Néanmoins, deux problèmes se posent ici : celui de la sécurité et celui du fondamentalisme religieux. Le port de la burka peut en effet poser des problèmes d’identification pour des raisons évidentes. Il est donc indispensable et nécessaire que les autorités compétentes exigent à une personne de se découvrir le visage si la sécurité civile est menacée. On peut penser à une situation comme un contrôle de sécurité dans un aéroport ou une démarche administrative qui nécessite identification. Or, dans ces conditions, il semble peu probable que ces femmes refusent de dévoiler leur visage. Mais dans un lieu public, où est la nécessité d’identifier les individus avec précision ? Il n’est pas interdit de porter des lunettes noires et un chapeau. Pourtant, de tels ornements rendent difficile, voire impossible l’identification de la personne qui les porte. De même, il n’est pas interdit de se déguiser, de se maquiller, de porter des perruques, des fausses barbes, etc.
En ce qui concerne le fondamentalisme, encore faut-il savoir ce dont on parle au juste. La liberté de confession étant un droit fondamental dans un état laïque comme le nôtre, l’important ici est de savoir si ces personnes ont des liens avec des organisations terroristes ou avec des groupes qui prônent la haine, l’intolérance, ou autre revendication contraire aux valeurs de la république. Si c’est le cas, il faut sans aucun doute agir, mais agir de façon ciblée contre ces organisations, contre le terrorisme. Or il est difficile de comprendre comment l’interdiction de la burka pourrait contribuer à la lutte contre de telles organisations. Au contraire, une telle loi serait l’affirmation officielle qu’il existe un lien entre la burka et le terrorisme, amalgame totalement inacceptable, dangereux et stigmatisant.
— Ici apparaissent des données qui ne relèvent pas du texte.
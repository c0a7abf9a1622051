//! Historical datastore collaborator.
//!
//! Playback reads archived packets through the [`Datastore`] trait. The query
//! language of the real store stays behind the trait; the core only asks for
//! the rows of one packet inside a time range.

use async_trait::async_trait;
use chrono::{DateTime, Utc};
use parking_lot::RwLock;
use serde::{Deserialize, Serialize};
use std::collections::{BTreeMap, HashMap};
use std::sync::Arc;

use crate::types::{PacketDefinition, Value};
use crate::{Result, TelemuxError};

/// Inclusive time range.
#[derive(Debug, Clone, Copy, PartialEq, Eq, Serialize, Deserialize)]
pub struct TimeRange {
    pub start: DateTime<Utc>,
    pub end: DateTime<Utc>,
}

impl TimeRange {
    /// Range from `start` to `end`; fails when `end` precedes `start`.
    pub fn new(start: DateTime<Utc>, end: DateTime<Utc>) -> Result<Self> {
        if end < start {
            return Err(TelemuxError::invalid_time_range(format!("end {end} is before start {start}")));
        }
        Ok(Self { start, end })
    }

    /// Range from two RFC 3339 timestamps.
    pub fn parse(start: &str, end: &str) -> Result<Self> {
        let parse = |s: &str| {
            DateTime::parse_from_rfc3339(s)
                .map(|t| t.with_timezone(&Utc))
                .map_err(|e| TelemuxError::invalid_time_range(format!("'{s}': {e}")))
        };
        Self::new(parse(start)?, parse(end)?)
    }

    pub fn contains(&self, time: &DateTime<Utc>) -> bool {
        self.start <= *time && *time <= self.end
    }
}

/// One archived packet: decoded field values and their timestamp.
#[derive(Debug, Clone, PartialEq)]
pub struct ArchiveRow {
    pub time: DateTime<Utc>,
    pub fields: HashMap<String, Value>,
}

/// Time span covered by the archive for one packet.
#[derive(Debug, Clone, PartialEq, Eq)]
pub struct ArchiveSpan {
    pub packet: String,
    pub first: DateTime<Utc>,
    pub last: DateTime<Utc>,
}

/// Time-indexed archive of decoded packets.
#[async_trait]
pub trait Datastore: Send + Sync {
    /// Rows of `packet` inside `range`, oldest first.
    async fn query(&self, packet: &str, range: &TimeRange) -> Result<Vec<ArchiveRow>>;

    /// Covered span of every archived packet.
    async fn spans(&self) -> Result<Vec<ArchiveSpan>>;

    /// Human-readable backend name for logs.
    fn name(&self) -> &str;
}

/// Establishes the datastore connection once at startup.
#[async_trait]
pub trait DatastoreConnector: Send + Sync {
    async fn connect(&self) -> Result<Arc<dyn Datastore>>;
}

/// In-memory archive.
#[derive(Debug, Default)]
pub struct MemoryDatastore {
    rows: RwLock<BTreeMap<String, Vec<ArchiveRow>>>,
}

impl MemoryDatastore {
    pub fn new() -> Self {
        Self::default()
    }

    /// Archive a row, keeping rows of each packet ordered by time.
    pub fn insert(&self, packet: impl Into<String>, row: ArchiveRow) {
        let mut rows = self.rows.write();
        let packet_rows = rows.entry(packet.into()).or_default();
        let at = packet_rows.partition_point(|r| r.time <= row.time);
        packet_rows.insert(at, row);
    }

    /// Decode `data` with `defn` and archive the result.
    pub fn record(&self, defn: &PacketDefinition, time: DateTime<Utc>, data: &[u8]) -> Result<()> {
        let fields = defn.decode(data)?.into_iter().collect();
        self.insert(defn.name.clone(), ArchiveRow { time, fields });
        Ok(())
    }

    pub fn len(&self) -> usize {
        self.rows.read().values().map(Vec::len).sum()
    }

    pub fn is_empty(&self) -> bool {
        self.len() == 0
    }
}

#[async_trait]
impl Datastore for MemoryDatastore {
    async fn query(&self, packet: &str, range: &TimeRange) -> Result<Vec<ArchiveRow>> {
        let rows = self.rows.read();
        Ok(rows
            .get(packet)
            .map(|rows| rows.iter().filter(|r| range.contains(&r.time)).cloned().collect())
            .unwrap_or_default())
    }

    async fn spans(&self) -> Result<Vec<ArchiveSpan>> {
        let rows = self.rows.read();
        Ok(rows
            .iter()
            .filter_map(|(packet, rows)| {
                Some(ArchiveSpan { packet: packet.clone(), first: rows.first()?.time, last: rows.last()?.time })
            })
            .collect())
    }

    fn name(&self) -> &str {
        "memory"
    }
}

#[async_trait]
impl DatastoreConnector for Arc<MemoryDatastore> {
    async fn connect(&self) -> Result<Arc<dyn Datastore>> {
        Ok(Arc::clone(self) as Arc<dyn Datastore>)
    }
}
Interdire le port de la burka, c’est masquer le problème au lieu d’y faire face, au lieu d’en rechercher les causes et de tenter d’y remédier. Interdire le port de la burka ne permettra ni de revaloriser la place de la femme dans la société, ni de lutter contre la haine raciale, le communautarisme ou le terrorisme, ni de favoriser la cohésion sociale autour des valeurs communes de la république. Au contraire, cette loi hypocrite provoquerait l’isolation et la stigmatisation d’un groupe social, et par la même occasion, l’augmentation de l’islamophobie en officialisant l’association de cette pratique avec des idéologies contraires aux valeurs de la république.